Triunfo incontestable de Nadine Sierra en Teatro Real con «Roméo et Juliette» de Gounod. Con su voz sobresaliente compone una Julieta que va de la delicadeza inicial a la intensidad dramática final. Desacertada dirección de Thomas Jolly con una ambientación demasiado tenebrosa.
«Sevillanas solteras» de Israel Galván en Centro Danza Matadero. "Galvanada" sin pies ni cabeza: Sin pies porque su destacado taconeo escasea (yendo incluso desacompasado); sin cabeza porque es un compendio de bufonadas ya vistas. Brillante la cantaora y guitarrista María Marín.
«La dama boba» de Lope de Vega en Teatros del Canal. Josep Maria Mestres dirige esta colorida comedia de enredo del Siglo de Oro de forma ágil y dinámica. Sin embargo las modernas transiciones musicales no acaban de encajar bien, rompiendo el ritmo, a lo que hay que sumar la duración excesiva.
«Los Estunmen» en los Teatros del Canal. Despiporre escénico de Nao Albet y Marcel Borràs a modo de ópera creando una pieza descacharrante, vibrante y loca en la que se nota el dispendio. Fernando Velázquez crea una partitura donde mezcla estilos pero que acaba funcionando. Refrescante.
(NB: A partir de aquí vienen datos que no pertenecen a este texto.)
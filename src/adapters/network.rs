//! Uplink network adapter.
//!
//! Implements [`NetworkPort`]: link readiness, network time and the JSON
//! POST of the telemetry record.
//!
//! ## cfg gating
//!
//! - **`target_os = "espidf"`**: WiFi station via `esp_idf_svc::wifi`,
//!   SNTP via `esp_idf_svc::sntp`, HTTP via `esp_idf_svc::http::client`.
//! - **all other targets**: a scripted [`SimLink`] for host-side runs.

use core::fmt::Write as _;

use log::{info, warn};

use crate::app::ports::NetworkPort;
use crate::error::UplinkError;

#[cfg(target_os = "espidf")]
use crate::adapters::time::SystemClock;
#[cfg(target_os = "espidf")]
use crate::scheduler::{TimeBasis, poll_until_success};

/// Longest URL the adapter will build.
pub const MAX_URL_LEN: usize = 128;

/// Upper bound on waiting for the first SNTP sync (ms).
pub const TIME_SYNC_TIMEOUT_MS: u64 = 15_000;

/// `http://host:port/path`
pub fn request_url(host: &str, port: u16, path: &str) -> Result<heapless::String<MAX_URL_LEN>, UplinkError> {
    let mut url = heapless::String::new();
    write!(url, "http://{}:{}{}", host, port, path).map_err(|_| UplinkError::RequestFailed)?;
    Ok(url)
}

// ───────────────────────────────────────────────────────────────
// Simulation
// ───────────────────────────────────────────────────────────────

/// Scripted link behaviour for host runs.
#[cfg(not(target_os = "espidf"))]
#[derive(Debug, Clone, PartialEq, Eq)]
pub struct SimLink {
    /// Connectivity checks that fail before the link reports ready;
    /// `None` never becomes ready.
    pub ready_after_checks: Option<u32>,
    pub sync_ok: bool,
    /// HTTP status returned by the simulated server.
    pub status: u16,
    pub checks: u32,
    /// URL and body of the most recent POST.
    pub last_post: Option<(String, Vec<u8>)>,
}

#[cfg(not(target_os = "espidf"))]
impl Default for SimLink {
    fn default() -> Self {
        Self {
            ready_after_checks: Some(0),
            sync_ok: true,
            status: 200,
            checks: 0,
            last_post: None,
        }
    }
}

// ───────────────────────────────────────────────────────────────
// Adapter
// ───────────────────────────────────────────────────────────────

pub struct StationNetwork {
    #[cfg(target_os = "espidf")]
    wifi: esp_idf_svc::wifi::EspWifi<'static>,
    #[cfg(target_os = "espidf")]
    sntp: Option<esp_idf_svc::sntp::EspSntp<'static>>,
    #[cfg(target_os = "espidf")]
    clock: SystemClock,

    #[cfg(not(target_os = "espidf"))]
    sim: SimLink,
}

#[cfg(not(target_os = "espidf"))]
impl StationNetwork {
    pub fn simulated(sim: SimLink) -> Self {
        info!("Network(sim): scripted link {:?}", sim.ready_after_checks);
        Self { sim }
    }

    pub fn sim(&self) -> &SimLink {
        &self.sim
    }
}

#[cfg(target_os = "espidf")]
impl StationNetwork {
    /// Configure the WiFi station and start joining the access point.
    ///
    /// Returns immediately; readiness is observed through
    /// [`NetworkPort::check_connectivity`].
    pub fn start(
        modem: esp_idf_svc::hal::modem::Modem,
        sysloop: esp_idf_svc::eventloop::EspSystemEventLoop,
        nvs: Option<esp_idf_svc::nvs::EspDefaultNvsPartition>,
        ssid: &str,
        password: &str,
    ) -> Result<Self, esp_idf_svc::sys::EspError> {
        use esp_idf_svc::wifi::{AuthMethod, ClientConfiguration, Configuration, EspWifi};

        let mut wifi = EspWifi::new(modem, sysloop, nvs)?;
        let auth_method = if password.is_empty() {
            AuthMethod::None
        } else {
            AuthMethod::WPA2Personal
        };
        wifi.set_configuration(&Configuration::Client(ClientConfiguration {
            ssid: ssid.try_into().unwrap_or_default(),
            password: password.try_into().unwrap_or_default(),
            auth_method,
            ..Default::default()
        }))?;
        wifi.start()?;
        if ssid.is_empty() {
            warn!("Network: no WiFi credentials provisioned");
        } else {
            info!("Network: joining '{}'", ssid);
            wifi.connect()?;
        }

        Ok(Self {
            wifi,
            sntp: None,
            clock: SystemClock::new(),
        })
    }
}

impl NetworkPort for StationNetwork {
    #[cfg(not(target_os = "espidf"))]
    fn check_connectivity(&mut self, _time_hint_ms: i64) -> bool {
        let checks = self.sim.checks;
        self.sim.checks = checks.saturating_add(1);
        self.sim.ready_after_checks.is_some_and(|n| checks >= n)
    }

    #[cfg(target_os = "espidf")]
    fn check_connectivity(&mut self, _time_hint_ms: i64) -> bool {
        self.wifi.is_up().unwrap_or(false)
    }

    #[cfg(not(target_os = "espidf"))]
    fn sync_time(&mut self) -> Result<(), UplinkError> {
        if self.sim.sync_ok {
            Ok(())
        } else {
            warn!("Network(sim): scripted SNTP failure");
            Err(UplinkError::TimeSyncFailed)
        }
    }

    #[cfg(target_os = "espidf")]
    fn sync_time(&mut self) -> Result<(), UplinkError> {
        use esp_idf_svc::sntp::{EspSntp, SyncStatus};

        if self.sntp.is_none() {
            self.sntp = Some(EspSntp::new_default().map_err(|_| UplinkError::TimeSyncFailed)?);
        }
        let Some(sntp) = self.sntp.as_ref() else {
            return Err(UplinkError::TimeSyncFailed);
        };
        let synced = poll_until_success(&self.clock, TIME_SYNC_TIMEOUT_MS, TimeBasis::Elapsed, &mut |_elapsed: i64| {
            sntp.get_sync_status() == SyncStatus::Completed
        });
        if synced {
            info!("Network: SNTP time acquired");
            Ok(())
        } else {
            Err(UplinkError::TimeSyncFailed)
        }
    }

    #[cfg(not(target_os = "espidf"))]
    fn post_json(&mut self, host: &str, port: u16, path: &str, body: &[u8]) -> Result<u16, UplinkError> {
        let url = request_url(host, port, path)?;
        info!("Network(sim): POST {} ({} bytes)", url, body.len());
        self.sim.last_post = Some((url.as_str().to_owned(), body.to_vec()));
        Ok(self.sim.status)
    }

    #[cfg(target_os = "espidf")]
    fn post_json(&mut self, host: &str, port: u16, path: &str, body: &[u8]) -> Result<u16, UplinkError> {
        use esp_idf_svc::http::Method;
        use esp_idf_svc::http::client::{Configuration, EspHttpConnection};
        use esp_idf_svc::io::Write;

        let url = request_url(host, port, path)?;
        let mut len = heapless::String::<8>::new();
        write!(len, "{}", body.len()).map_err(|_| UplinkError::RequestFailed)?;
        let headers = [("Content-Type", "application/json"), ("Content-Length", len.as_str())];

        let mut conn = EspHttpConnection::new(&Configuration {
            timeout: Some(core::time::Duration::from_secs(20)),
            ..Default::default()
        })
        .map_err(|_| UplinkError::RequestFailed)?;
        conn.initiate_request(Method::Post, &url, &headers)
            .map_err(|_| UplinkError::Disconnected)?;
        conn.write_all(body).map_err(|_| UplinkError::Disconnected)?;
        conn.initiate_response().map_err(|e| {
            warn!("Network: no response ({})", e);
            UplinkError::Disconnected
        })?;
        let status = conn.status();
        info!("Network: POST {} -> {}", url, status);
        Ok(status)
    }
}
«Ubú» de María Folguera en Nave 10 Matadero. Excelente dirección de Hugo Nieto llena de dinamismo dándole un tono paródico y grotesco al montaje apoyado en unas fantásticas interpretaciones. Ingenioso y brillante vestuario de Paola de Diego. Humor inteligente y muy recomendable.
«Sacresize» en los Teatros del Canal. Alberto Velasco crea esta pieza de danza para bailarines no normativos con sobrepeso para reivindicar la diversidad corporal en este mundo de la danza dominado por unos canones muy marcados. Riesgo, valentía y poderío con un resultado muy solvente.
«La vie secrète des vieux» de Mohamed El Khatib en el Teatro María Guerrero de Madrid. Teatro documental creado a partir de un centenar de entrevistas y realizado por actores no profesionales donde nos cuentan con delicadeza y buen humor cómo se vive la sexualidad en la vejez.
«La edad de oro» en Centro Danza Matadero. Israel Galván realiza un recorrido ininterrumpido por los distintos palos flamencos (con toques de humor) en esta pieza icónica que revisita a los 20 años de su creación. Autodidacta entregado, con su sola presencia llena el escenario.
«El jardín quemado» en el Teatro de la Abadía. Juan Mayorga reescribe este viaje sobre memoria histórica, olvido y culpas con un texto profundo de excelente calidad literaria en el que la abstracción en algunas partes, la complejidad y su ritmo lento acaba por distanciarnos de la pieza.